DATA SECTION:
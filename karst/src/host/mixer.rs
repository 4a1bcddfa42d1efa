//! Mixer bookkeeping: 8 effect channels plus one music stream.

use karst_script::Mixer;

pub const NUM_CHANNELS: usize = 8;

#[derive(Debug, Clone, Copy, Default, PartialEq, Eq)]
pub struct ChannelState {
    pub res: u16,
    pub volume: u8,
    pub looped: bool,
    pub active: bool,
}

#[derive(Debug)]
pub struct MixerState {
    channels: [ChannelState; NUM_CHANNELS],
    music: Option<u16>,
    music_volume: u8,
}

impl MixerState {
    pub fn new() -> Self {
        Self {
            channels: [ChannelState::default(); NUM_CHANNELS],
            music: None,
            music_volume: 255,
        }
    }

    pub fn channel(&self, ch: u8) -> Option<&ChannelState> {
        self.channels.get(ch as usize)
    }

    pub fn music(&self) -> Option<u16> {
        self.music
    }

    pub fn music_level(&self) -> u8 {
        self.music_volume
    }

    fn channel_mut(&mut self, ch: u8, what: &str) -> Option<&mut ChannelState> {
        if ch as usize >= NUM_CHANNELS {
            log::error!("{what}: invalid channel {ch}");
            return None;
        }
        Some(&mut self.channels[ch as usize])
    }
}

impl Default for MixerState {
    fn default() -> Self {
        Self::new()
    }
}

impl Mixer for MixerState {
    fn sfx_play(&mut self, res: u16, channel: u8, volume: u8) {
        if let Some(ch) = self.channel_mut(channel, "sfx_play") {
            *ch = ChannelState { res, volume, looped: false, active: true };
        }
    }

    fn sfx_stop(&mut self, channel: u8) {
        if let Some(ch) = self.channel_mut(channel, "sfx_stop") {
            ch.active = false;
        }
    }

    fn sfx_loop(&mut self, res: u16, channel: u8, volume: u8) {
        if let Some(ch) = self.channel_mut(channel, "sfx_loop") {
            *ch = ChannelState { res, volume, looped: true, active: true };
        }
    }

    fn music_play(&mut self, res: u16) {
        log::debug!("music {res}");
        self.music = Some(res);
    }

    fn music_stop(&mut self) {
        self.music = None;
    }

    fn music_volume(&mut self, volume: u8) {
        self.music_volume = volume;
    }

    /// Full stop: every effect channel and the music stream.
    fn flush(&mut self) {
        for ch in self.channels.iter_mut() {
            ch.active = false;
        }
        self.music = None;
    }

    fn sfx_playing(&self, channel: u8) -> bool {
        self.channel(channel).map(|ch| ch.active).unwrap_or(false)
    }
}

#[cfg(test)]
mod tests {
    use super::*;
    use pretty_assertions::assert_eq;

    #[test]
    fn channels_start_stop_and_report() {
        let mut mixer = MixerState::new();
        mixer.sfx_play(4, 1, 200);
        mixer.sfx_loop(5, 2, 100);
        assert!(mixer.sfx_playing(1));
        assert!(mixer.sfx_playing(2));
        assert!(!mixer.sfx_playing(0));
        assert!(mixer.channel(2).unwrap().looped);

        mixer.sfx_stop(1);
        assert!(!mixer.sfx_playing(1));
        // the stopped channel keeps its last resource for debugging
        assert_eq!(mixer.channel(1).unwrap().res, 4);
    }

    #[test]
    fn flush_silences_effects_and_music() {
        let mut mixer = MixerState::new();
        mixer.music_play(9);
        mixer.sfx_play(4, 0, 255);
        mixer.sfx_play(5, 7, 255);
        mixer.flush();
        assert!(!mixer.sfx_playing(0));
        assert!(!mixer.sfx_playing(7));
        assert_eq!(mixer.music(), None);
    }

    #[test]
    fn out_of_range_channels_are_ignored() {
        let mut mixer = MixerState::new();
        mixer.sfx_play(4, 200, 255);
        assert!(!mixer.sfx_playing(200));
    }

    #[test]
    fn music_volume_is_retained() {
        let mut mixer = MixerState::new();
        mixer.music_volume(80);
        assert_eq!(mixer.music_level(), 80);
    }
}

---

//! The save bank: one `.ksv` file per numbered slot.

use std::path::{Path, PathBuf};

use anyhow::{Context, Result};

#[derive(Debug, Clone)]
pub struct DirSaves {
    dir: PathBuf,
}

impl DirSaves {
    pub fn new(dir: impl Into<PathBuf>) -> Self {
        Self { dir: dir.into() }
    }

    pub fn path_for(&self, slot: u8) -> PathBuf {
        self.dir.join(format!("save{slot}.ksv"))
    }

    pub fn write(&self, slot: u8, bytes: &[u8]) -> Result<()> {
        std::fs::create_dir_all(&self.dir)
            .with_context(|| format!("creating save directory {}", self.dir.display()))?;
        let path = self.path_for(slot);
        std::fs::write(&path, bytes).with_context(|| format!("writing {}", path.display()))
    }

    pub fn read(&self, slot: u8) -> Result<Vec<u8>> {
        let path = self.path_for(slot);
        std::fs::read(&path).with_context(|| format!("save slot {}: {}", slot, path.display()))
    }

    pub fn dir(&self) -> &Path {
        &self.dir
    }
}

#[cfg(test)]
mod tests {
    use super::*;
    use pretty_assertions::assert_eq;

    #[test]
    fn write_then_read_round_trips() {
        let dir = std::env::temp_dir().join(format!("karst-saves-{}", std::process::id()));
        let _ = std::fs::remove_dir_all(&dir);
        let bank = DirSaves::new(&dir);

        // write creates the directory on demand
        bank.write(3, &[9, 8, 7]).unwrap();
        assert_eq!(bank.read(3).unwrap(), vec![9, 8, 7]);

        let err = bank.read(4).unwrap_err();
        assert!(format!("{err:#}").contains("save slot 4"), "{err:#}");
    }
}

EXERCISE DETAILS:
Out of the material above, gather each line where "Result" appears.

ANSWER TO THE PROBLEM:
use anyhow::{Context, Result};
    pub fn write(&self, slot: u8, bytes: &[u8]) -> Result<()> {
    pub fn read(&self, slot: u8) -> Result<Vec<u8>> {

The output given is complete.